= Record extracts =
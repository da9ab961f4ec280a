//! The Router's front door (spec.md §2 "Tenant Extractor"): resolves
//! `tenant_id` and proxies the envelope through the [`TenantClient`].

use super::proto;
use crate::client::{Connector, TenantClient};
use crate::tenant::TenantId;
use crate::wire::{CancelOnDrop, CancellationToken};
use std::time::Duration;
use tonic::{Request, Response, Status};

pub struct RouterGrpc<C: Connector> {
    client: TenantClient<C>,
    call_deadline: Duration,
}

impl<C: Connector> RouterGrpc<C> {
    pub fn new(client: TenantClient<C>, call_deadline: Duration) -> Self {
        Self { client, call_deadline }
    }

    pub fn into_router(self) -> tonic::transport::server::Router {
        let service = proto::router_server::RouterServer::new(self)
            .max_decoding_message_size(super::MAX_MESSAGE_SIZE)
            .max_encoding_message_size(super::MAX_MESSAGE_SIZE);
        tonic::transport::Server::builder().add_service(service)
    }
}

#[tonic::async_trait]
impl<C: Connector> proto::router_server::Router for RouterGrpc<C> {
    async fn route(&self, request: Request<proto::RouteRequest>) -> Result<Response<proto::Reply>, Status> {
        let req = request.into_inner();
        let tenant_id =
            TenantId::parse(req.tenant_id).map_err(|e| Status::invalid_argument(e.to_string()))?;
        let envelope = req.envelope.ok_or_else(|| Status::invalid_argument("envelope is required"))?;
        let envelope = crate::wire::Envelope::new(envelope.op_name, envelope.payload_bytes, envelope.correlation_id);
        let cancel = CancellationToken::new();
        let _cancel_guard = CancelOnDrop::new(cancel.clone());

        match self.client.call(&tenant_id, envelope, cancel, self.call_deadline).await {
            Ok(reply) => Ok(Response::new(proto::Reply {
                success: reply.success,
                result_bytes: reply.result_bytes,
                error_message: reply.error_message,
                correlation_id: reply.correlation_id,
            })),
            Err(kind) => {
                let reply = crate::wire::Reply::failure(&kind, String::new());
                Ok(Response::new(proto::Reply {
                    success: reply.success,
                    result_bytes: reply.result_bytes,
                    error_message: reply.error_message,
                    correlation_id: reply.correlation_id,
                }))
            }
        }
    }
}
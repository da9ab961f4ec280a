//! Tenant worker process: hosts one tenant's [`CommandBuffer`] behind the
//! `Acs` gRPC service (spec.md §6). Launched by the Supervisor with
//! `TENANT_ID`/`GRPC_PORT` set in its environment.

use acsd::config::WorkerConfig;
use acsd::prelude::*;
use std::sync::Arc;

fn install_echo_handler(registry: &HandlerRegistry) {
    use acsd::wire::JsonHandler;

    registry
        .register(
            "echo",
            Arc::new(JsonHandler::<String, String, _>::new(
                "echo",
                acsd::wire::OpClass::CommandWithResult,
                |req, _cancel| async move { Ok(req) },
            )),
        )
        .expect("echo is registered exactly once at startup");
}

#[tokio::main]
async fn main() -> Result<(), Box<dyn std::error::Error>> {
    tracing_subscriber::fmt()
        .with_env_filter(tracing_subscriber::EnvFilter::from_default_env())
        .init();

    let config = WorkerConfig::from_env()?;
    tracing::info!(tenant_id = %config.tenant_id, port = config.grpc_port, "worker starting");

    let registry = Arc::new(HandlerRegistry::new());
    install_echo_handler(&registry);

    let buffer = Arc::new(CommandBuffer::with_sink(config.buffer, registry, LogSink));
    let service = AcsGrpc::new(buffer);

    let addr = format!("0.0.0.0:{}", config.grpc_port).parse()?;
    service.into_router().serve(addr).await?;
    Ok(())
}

--

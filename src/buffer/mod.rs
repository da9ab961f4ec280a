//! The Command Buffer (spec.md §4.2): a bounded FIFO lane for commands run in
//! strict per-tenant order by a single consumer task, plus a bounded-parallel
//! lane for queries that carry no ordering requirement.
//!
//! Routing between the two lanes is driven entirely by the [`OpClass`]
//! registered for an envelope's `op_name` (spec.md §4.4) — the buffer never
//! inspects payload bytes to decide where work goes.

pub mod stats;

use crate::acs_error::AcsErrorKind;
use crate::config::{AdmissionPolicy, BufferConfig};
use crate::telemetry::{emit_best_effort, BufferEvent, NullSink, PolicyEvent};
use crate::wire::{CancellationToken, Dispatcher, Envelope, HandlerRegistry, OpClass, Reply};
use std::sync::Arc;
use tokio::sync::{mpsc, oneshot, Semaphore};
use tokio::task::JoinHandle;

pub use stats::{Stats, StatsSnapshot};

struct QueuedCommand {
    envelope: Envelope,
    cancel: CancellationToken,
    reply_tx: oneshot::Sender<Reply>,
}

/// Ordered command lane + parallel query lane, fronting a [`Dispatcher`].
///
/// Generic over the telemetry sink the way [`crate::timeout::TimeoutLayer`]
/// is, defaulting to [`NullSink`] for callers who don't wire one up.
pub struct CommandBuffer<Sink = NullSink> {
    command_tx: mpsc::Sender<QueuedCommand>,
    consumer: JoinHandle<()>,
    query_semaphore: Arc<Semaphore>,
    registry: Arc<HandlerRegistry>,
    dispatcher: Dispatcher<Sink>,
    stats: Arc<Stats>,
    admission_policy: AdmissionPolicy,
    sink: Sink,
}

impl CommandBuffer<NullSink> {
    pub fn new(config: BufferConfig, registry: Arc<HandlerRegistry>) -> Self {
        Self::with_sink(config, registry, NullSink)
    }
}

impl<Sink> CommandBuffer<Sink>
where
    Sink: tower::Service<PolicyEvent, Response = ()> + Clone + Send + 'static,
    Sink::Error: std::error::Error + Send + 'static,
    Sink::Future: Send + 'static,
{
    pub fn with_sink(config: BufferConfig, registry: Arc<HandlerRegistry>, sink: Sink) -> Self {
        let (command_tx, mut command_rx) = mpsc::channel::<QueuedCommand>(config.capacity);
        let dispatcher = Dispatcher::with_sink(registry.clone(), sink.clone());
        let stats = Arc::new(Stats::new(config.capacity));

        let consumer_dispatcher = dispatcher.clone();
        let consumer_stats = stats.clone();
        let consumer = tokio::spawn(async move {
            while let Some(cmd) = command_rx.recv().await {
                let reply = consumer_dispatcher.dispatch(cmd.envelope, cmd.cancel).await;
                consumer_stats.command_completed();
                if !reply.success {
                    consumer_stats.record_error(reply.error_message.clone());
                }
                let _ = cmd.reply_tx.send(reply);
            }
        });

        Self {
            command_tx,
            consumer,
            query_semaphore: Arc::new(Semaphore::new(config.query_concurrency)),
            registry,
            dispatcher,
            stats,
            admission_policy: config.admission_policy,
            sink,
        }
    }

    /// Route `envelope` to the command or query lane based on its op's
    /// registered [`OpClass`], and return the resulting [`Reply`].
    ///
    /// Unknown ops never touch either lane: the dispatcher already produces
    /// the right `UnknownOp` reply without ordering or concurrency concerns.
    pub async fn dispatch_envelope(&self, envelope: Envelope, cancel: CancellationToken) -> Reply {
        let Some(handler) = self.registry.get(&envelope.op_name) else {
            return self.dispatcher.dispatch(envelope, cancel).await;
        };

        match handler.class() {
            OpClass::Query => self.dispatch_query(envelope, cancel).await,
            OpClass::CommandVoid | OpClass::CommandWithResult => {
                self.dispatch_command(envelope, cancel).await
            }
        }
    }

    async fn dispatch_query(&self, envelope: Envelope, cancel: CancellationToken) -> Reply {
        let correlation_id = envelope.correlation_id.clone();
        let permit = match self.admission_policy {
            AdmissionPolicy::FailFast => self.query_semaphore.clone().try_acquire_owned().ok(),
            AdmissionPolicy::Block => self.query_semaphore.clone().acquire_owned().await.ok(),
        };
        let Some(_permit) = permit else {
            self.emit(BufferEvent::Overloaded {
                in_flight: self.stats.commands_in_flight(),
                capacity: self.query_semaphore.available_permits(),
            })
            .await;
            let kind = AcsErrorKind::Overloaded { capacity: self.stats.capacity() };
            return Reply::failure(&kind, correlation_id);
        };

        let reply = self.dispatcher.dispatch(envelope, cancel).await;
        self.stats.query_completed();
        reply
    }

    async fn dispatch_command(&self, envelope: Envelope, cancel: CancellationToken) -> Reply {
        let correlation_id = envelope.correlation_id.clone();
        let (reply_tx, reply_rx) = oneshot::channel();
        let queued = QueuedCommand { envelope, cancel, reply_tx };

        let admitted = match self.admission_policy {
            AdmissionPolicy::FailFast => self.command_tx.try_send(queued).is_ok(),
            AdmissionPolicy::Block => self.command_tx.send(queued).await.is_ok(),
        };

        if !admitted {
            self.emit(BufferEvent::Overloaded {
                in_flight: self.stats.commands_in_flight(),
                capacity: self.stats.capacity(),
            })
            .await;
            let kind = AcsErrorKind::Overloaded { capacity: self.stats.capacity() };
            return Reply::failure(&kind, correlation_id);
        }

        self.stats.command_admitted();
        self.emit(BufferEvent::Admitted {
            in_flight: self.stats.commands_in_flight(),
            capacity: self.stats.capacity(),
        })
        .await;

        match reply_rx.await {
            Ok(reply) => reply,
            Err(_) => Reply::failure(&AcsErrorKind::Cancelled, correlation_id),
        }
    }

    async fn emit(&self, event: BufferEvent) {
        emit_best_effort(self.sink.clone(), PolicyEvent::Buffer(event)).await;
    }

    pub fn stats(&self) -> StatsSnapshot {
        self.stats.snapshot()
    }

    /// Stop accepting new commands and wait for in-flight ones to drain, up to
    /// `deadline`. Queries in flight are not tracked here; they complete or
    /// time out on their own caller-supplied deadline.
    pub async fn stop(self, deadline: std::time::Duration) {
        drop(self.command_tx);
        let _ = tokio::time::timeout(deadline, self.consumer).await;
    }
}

= What you should do =
Go line by line through the records and copy those that contain the word "PolicyEvent".

= The completed task =
use crate::telemetry::{emit_best_effort, BufferEvent, NullSink, PolicyEvent};
    Sink: tower::Service<PolicyEvent, Response = ()> + Clone + Send + 'static,
        emit_best_effort(self.sink.clone(), PolicyEvent::Buffer(event)).await;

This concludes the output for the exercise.